━━━━━ Given data ━━━━━
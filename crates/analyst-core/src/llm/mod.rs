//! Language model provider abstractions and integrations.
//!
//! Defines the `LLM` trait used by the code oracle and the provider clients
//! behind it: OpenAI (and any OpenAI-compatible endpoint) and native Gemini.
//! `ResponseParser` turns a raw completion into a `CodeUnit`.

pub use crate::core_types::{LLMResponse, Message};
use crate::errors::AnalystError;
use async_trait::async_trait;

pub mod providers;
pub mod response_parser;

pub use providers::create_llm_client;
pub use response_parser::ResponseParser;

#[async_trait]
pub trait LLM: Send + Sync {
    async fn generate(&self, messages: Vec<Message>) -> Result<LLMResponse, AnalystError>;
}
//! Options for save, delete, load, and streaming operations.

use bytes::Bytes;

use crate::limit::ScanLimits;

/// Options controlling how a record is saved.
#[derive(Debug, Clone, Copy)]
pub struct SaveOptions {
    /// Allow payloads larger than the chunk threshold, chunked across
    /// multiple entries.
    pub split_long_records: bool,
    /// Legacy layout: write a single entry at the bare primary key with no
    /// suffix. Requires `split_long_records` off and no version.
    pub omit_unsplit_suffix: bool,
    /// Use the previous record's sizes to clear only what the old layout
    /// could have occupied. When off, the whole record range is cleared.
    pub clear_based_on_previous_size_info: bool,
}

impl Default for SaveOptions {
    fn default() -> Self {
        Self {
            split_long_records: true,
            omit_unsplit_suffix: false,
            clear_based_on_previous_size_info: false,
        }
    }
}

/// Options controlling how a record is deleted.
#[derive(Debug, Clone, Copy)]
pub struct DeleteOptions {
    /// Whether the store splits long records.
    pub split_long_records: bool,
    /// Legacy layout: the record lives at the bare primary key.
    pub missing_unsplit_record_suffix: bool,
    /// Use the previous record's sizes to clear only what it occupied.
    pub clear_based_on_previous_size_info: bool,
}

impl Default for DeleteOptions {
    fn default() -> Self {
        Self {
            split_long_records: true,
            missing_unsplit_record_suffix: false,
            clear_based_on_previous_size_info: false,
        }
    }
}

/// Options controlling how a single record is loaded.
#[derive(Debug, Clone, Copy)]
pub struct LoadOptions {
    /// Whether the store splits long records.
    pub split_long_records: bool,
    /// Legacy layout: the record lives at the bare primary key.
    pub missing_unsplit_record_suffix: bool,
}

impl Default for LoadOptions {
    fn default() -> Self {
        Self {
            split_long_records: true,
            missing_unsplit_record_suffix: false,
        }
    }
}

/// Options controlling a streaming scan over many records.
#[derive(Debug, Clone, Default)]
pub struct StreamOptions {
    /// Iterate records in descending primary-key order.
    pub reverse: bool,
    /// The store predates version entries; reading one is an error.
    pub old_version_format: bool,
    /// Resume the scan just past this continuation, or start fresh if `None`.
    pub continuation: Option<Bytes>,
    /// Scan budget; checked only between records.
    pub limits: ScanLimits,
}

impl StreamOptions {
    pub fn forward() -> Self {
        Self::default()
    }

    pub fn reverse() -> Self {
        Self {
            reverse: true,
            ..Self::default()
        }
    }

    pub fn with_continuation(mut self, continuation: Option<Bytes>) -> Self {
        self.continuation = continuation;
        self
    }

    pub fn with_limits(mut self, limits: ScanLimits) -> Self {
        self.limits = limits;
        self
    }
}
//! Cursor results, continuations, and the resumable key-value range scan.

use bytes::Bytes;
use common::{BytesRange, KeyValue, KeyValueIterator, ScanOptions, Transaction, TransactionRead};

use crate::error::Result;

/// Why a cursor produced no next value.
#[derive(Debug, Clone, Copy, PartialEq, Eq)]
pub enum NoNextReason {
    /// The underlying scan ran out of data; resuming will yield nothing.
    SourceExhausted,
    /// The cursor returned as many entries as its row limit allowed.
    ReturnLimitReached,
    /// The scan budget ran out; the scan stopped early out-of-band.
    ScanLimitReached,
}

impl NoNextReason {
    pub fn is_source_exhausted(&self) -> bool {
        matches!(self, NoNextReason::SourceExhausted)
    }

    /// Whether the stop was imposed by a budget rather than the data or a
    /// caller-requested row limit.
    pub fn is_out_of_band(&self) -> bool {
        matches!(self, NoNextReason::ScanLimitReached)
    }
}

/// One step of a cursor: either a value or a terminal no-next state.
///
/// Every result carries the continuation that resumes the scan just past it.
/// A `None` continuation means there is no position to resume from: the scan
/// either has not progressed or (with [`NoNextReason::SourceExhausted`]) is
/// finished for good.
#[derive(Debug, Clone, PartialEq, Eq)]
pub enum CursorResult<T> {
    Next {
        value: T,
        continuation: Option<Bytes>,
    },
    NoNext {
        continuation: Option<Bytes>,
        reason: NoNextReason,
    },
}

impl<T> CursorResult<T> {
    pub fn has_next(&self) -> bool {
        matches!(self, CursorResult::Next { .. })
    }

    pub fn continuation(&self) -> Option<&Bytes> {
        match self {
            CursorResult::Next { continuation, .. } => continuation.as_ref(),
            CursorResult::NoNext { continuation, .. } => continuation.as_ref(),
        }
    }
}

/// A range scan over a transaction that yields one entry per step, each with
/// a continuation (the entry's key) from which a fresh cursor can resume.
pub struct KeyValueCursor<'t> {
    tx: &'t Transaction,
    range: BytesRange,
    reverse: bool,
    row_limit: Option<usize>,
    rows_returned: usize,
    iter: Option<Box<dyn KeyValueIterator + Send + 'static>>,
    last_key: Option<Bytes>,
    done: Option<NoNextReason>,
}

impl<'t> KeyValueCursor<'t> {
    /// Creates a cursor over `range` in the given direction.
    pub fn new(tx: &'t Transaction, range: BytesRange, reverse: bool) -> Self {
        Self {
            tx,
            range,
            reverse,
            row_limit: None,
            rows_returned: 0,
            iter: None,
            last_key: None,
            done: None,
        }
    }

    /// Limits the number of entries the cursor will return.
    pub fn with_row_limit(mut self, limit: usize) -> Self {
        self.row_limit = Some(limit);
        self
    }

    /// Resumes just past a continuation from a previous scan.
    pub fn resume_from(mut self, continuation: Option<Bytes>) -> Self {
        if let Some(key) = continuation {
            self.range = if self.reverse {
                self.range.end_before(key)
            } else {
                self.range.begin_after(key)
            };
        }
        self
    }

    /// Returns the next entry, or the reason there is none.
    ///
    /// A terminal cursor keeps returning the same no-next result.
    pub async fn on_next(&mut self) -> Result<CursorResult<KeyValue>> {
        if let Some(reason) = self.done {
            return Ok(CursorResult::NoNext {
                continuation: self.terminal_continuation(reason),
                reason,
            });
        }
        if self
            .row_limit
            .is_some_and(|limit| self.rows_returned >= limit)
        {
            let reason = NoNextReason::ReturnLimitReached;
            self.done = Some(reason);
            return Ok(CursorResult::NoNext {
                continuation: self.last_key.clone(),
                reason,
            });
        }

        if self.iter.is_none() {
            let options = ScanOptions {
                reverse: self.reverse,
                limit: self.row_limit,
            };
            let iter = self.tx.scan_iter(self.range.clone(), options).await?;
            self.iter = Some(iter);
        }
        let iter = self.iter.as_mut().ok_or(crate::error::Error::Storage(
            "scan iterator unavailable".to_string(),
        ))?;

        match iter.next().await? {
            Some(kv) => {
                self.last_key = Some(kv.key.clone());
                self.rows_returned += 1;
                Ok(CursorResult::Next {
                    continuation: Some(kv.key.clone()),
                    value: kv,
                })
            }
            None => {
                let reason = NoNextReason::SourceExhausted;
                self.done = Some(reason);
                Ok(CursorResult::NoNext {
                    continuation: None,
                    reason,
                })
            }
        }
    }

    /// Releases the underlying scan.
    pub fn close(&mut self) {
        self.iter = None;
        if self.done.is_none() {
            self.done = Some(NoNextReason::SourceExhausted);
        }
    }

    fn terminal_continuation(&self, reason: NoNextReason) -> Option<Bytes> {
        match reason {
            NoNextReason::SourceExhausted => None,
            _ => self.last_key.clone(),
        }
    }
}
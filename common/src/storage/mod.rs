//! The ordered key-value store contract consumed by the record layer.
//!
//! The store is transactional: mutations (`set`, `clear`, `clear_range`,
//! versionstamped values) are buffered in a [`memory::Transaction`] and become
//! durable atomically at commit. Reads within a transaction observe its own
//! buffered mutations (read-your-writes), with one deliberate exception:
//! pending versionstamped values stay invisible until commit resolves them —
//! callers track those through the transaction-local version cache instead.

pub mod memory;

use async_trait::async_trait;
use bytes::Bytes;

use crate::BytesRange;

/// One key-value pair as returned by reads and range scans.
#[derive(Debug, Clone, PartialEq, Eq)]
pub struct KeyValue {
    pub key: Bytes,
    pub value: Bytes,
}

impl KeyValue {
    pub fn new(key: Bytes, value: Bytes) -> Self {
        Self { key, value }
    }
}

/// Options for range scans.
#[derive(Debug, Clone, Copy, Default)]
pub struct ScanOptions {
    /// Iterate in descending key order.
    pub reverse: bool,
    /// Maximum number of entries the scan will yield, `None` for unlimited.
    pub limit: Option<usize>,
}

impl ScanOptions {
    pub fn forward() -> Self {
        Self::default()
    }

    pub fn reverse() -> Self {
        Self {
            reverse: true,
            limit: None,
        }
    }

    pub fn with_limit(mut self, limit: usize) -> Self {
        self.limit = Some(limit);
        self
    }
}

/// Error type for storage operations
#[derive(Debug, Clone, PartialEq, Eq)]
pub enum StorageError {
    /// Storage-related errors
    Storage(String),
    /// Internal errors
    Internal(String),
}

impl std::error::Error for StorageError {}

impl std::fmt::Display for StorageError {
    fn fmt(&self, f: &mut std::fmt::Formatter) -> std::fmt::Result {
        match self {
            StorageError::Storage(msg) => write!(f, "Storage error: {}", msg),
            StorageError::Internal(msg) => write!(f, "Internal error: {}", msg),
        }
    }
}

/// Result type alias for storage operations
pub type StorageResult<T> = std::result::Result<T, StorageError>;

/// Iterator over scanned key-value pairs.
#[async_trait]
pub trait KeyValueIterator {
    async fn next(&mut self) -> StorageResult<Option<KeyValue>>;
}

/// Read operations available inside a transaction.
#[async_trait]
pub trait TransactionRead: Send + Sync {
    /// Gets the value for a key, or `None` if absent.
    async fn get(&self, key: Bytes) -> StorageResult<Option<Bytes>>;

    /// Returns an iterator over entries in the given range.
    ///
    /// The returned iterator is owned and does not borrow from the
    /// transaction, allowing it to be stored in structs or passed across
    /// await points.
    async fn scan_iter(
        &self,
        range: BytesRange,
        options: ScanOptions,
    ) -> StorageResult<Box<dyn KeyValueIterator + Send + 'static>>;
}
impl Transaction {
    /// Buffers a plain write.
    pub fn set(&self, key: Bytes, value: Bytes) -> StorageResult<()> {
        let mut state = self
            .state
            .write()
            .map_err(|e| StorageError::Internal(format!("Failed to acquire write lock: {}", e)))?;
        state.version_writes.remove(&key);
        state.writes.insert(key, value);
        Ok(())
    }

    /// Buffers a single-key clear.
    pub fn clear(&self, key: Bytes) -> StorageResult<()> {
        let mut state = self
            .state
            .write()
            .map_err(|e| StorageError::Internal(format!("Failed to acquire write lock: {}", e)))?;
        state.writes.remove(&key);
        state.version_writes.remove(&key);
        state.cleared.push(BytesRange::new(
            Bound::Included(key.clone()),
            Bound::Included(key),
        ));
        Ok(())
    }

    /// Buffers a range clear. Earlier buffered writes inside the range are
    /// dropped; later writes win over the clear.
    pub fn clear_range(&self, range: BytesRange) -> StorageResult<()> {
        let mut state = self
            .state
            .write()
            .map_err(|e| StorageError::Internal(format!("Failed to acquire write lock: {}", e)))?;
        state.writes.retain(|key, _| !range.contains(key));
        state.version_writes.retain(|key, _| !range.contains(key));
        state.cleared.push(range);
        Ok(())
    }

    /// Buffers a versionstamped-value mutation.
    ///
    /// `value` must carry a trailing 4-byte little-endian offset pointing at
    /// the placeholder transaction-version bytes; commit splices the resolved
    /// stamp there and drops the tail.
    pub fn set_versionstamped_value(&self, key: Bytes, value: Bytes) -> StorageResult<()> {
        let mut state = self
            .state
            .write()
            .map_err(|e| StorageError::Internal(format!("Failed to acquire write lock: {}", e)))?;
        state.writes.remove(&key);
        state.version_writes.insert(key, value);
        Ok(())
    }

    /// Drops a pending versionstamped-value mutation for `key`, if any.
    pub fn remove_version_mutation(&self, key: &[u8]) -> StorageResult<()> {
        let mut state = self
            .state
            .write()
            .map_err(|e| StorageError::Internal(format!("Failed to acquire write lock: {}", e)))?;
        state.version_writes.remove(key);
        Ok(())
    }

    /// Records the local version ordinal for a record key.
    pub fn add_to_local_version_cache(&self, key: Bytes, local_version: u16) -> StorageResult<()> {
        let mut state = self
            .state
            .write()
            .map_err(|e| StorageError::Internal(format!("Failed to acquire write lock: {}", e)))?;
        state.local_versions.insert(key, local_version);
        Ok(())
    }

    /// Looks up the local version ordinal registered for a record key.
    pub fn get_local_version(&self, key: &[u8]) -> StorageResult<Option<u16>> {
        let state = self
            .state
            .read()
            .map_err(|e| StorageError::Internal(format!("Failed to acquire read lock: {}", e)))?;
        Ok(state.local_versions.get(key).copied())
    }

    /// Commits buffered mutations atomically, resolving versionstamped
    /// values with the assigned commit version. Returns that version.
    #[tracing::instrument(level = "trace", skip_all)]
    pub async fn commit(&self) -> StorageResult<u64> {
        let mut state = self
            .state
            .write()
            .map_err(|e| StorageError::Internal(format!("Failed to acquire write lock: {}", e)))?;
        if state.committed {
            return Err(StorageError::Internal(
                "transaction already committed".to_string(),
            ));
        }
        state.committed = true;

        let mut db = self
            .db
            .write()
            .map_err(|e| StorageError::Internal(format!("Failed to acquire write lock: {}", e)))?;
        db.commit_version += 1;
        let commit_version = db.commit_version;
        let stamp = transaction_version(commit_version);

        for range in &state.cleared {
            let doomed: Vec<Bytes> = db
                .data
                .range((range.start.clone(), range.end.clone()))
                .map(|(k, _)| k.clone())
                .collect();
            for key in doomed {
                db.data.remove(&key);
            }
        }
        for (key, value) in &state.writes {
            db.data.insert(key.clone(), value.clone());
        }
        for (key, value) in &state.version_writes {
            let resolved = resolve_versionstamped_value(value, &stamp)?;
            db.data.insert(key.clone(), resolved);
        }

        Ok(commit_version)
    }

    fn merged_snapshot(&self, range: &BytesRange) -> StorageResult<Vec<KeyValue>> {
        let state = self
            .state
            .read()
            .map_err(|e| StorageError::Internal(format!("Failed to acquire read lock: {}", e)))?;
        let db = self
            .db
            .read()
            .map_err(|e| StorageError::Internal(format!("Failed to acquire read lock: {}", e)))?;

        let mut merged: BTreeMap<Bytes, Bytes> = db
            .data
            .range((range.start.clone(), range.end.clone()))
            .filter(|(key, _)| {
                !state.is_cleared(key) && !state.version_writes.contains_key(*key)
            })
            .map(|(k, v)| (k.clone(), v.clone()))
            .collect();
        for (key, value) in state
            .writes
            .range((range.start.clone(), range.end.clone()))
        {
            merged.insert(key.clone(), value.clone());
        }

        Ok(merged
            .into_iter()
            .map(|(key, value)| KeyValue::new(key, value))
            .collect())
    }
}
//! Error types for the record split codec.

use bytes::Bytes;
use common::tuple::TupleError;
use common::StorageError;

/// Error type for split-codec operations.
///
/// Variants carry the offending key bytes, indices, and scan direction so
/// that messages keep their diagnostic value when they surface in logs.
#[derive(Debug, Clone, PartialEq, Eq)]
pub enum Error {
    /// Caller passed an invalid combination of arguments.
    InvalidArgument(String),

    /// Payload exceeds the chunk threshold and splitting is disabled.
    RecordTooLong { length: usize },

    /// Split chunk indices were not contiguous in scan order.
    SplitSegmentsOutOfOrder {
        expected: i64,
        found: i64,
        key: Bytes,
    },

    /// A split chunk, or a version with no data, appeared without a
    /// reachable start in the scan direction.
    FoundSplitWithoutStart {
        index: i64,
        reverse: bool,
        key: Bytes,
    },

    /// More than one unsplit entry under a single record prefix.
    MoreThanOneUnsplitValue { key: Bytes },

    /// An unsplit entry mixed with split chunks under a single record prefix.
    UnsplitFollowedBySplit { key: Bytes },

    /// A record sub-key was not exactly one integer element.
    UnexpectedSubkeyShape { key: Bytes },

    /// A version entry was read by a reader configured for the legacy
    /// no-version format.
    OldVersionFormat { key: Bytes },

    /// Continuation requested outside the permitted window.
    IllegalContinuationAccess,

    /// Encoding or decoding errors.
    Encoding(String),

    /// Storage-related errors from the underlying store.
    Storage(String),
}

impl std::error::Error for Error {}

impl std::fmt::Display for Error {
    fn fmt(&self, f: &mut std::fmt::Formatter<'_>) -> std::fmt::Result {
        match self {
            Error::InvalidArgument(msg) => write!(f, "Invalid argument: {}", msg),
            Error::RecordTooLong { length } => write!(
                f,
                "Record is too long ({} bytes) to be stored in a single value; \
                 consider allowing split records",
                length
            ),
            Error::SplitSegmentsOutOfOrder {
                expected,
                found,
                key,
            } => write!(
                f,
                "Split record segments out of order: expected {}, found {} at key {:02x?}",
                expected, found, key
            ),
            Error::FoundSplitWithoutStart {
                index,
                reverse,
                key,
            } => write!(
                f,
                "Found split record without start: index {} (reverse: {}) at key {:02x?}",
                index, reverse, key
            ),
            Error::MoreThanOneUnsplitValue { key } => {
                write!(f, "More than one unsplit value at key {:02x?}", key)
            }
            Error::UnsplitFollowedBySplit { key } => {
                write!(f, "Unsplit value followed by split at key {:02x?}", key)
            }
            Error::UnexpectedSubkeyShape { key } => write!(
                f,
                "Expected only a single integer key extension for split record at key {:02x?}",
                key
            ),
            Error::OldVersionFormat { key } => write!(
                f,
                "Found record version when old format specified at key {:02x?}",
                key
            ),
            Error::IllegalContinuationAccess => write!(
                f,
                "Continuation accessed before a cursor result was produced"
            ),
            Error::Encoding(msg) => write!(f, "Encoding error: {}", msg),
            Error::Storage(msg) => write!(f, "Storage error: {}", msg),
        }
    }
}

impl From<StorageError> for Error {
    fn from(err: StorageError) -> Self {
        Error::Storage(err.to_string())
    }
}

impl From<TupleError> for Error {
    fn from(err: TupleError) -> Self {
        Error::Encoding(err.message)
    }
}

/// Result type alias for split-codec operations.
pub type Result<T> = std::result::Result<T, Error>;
━━━━━
### Your assignment
Which lines above contain the word "just"? List them.

### Task solution
    /// Resume the scan just past this continuation, or start fresh if `None`.
/// Every result carries the continuation that resumes the scan just past it.
    /// Resumes just past a continuation from a previous scan.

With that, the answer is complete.